Check every line of the data for the string "PostgreSQL" and copy the ones that have it.

--- SOURCE RECORDS Enclosed Below ---

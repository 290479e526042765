//! Vendor documents in `PostgreSQL`.

use async_trait::async_trait;
use chrono::{DateTime, Utc};

use marketplace_core::{AccountId, VendorId};

use super::{PgStore, RepositoryError, VendorStore};
use crate::models::Vendor;

const VENDOR_COLUMNS: &str =
    "id, account_id, business_name, brand_description, brand_logo, created_at";

/// Internal row type for `PostgreSQL` vendor queries.
#[derive(Debug, sqlx::FromRow)]
struct VendorRow {
    id: VendorId,
    account_id: AccountId,
    business_name: Option<String>,
    brand_description: Option<String>,
    brand_logo: Option<String>,
    created_at: DateTime<Utc>,
}

impl From<VendorRow> for Vendor {
    fn from(row: VendorRow) -> Self {
        Self {
            id: row.id,
            account_id: row.account_id,
            business_name: row.business_name,
            brand_description: row.brand_description,
            brand_logo: row.brand_logo,
            created_at: row.created_at,
        }
    }
}

#[async_trait]
impl VendorStore for PgStore {
    async fn create_vendor_if_absent(
        &self,
        account_id: AccountId,
    ) -> Result<(Vendor, bool), RepositoryError> {
        // The unique index on account_id makes the insert a no-op for a
        // second caller, who then reads the winner's row.
        let sql = format!(
            "INSERT INTO vendor (id, account_id) VALUES ($1, $2) \
             ON CONFLICT (account_id) DO NOTHING \
             RETURNING {VENDOR_COLUMNS}"
        );
        let inserted = sqlx::query_as::<_, VendorRow>(&sql)
            .bind(VendorId::generate())
            .bind(account_id)
            .fetch_optional(&self.pool)
            .await?;

        if let Some(row) = inserted {
            return Ok((row.into(), true));
        }

        let existing = self.vendor_by_account(account_id).await?.ok_or_else(|| {
            RepositoryError::DataCorruption(format!(
                "vendor for account {account_id} vanished during provisioning"
            ))
        })?;
        Ok((existing, false))
    }

    async fn vendor_by_id(&self, id: VendorId) -> Result<Option<Vendor>, RepositoryError> {
        let sql = format!("SELECT {VENDOR_COLUMNS} FROM vendor WHERE id = $1");
        let row = sqlx::query_as::<_, VendorRow>(&sql)
            .bind(id)
            .fetch_optional(&self.pool)
            .await?;

        Ok(row.map(Into::into))
    }

    async fn vendor_by_account(
        &self,
        account_id: AccountId,
    ) -> Result<Option<Vendor>, RepositoryError> {
        let sql = format!("SELECT {VENDOR_COLUMNS} FROM vendor WHERE account_id = $1");
        let row = sqlx::query_as::<_, VendorRow>(&sql)
            .bind(account_id)
            .fetch_optional(&self.pool)
            .await?;

        Ok(row.map(Into::into))
    }

    async fn save_vendor(&self, vendor: &Vendor) -> Result<bool, RepositoryError> {
        let result = sqlx::query(
            r"
            UPDATE vendor
            SET business_name = $2, brand_description = $3, brand_logo = $4
            WHERE id = $1
            ",
        )
        .bind(vendor.id)
        .bind(vendor.business_name.as_deref())
        .bind(vendor.brand_description.as_deref())
        .bind(vendor.brand_logo.as_deref())
        .execute(&self.pool)
        .await?;

        Ok(result.rows_affected() > 0)
    }

    async fn delete_vendor(&self, id: VendorId) -> Result<bool, RepositoryError> {
        let result = sqlx::query("DELETE FROM vendor WHERE id = $1")
            .bind(id)
            .execute(&self.pool)
            .await?;

        Ok(result.rows_affected() > 0)
    }
}
//! Catalog domain types: categories, products and variations.

use std::collections::BTreeMap;

use chrono::{DateTime, Utc};
use serde::Serialize;

use marketplace_core::{CategoryId, Price, ProductId, VariationId, VendorId};

/// Positional image key (`image1`, `image2`, ...) to stored attachment path.
pub type ImageMap = BTreeMap<String, String>;

/// Build an [`ImageMap`] from stored paths in upload order.
#[must_use]
pub fn image_map<I>(paths: I) -> ImageMap
where
    I: IntoIterator<Item = String>,
{
    paths
        .into_iter()
        .enumerate()
        .map(|(index, path)| (format!("image{}", index + 1), path))
        .collect()
}

#[derive(Debug, Clone, PartialEq, Eq, Serialize)]
#[serde(rename_all = "camelCase")]
pub struct Category {
    pub id: CategoryId,
    pub name: String,
    pub created_at: DateTime<Utc>,
}

/// A vendor-owned product.
///
/// The product does not store its variation ids. Variations point at their
/// product and [`ProductView`] collects them at read time.
#[derive(Debug, Clone, PartialEq, Eq, Serialize)]
#[serde(rename_all = "camelCase")]
pub struct Product {
    pub id: ProductId,
    pub name: String,
    pub description: String,
    pub vendor_id: VendorId,
    pub category_id: CategoryId,
    pub created_at: DateTime<Utc>,
}

#[derive(Debug, Clone)]
pub struct NewProduct {
    pub name: String,
    pub description: String,
    pub vendor_id: VendorId,
    pub category_id: CategoryId,
}

/// A product together with the ids of its variations, oldest first.
#[derive(Debug, Clone, PartialEq, Eq, Serialize)]
#[serde(rename_all = "camelCase")]
pub struct ProductView {
    #[serde(flatten)]
    pub product: Product,
    pub variations: Vec<VariationId>,
}

/// A purchasable configuration of a product.
#[derive(Debug, Clone, PartialEq, Eq, Serialize)]
#[serde(rename_all = "camelCase")]
pub struct Variation {
    pub id: VariationId,
    pub product_id: ProductId,
    pub price: Price,
    pub stock: u32,
    pub size: Option<String>,
    pub color: Option<String>,
    pub images: ImageMap,
    pub created_at: DateTime<Utc>,
}

#[derive(Debug, Clone)]
pub struct NewVariation {
    pub product_id: ProductId,
    pub price: Price,
    pub stock: u32,
    pub size: Option<String>,
    pub color: Option<String>,
    pub images: ImageMap,
}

--- End of Enclosed SOURCE RECORDS ---

EXERCISE RESULT
//! Vendor documents in `PostgreSQL`.
/// Internal row type for `PostgreSQL` vendor queries.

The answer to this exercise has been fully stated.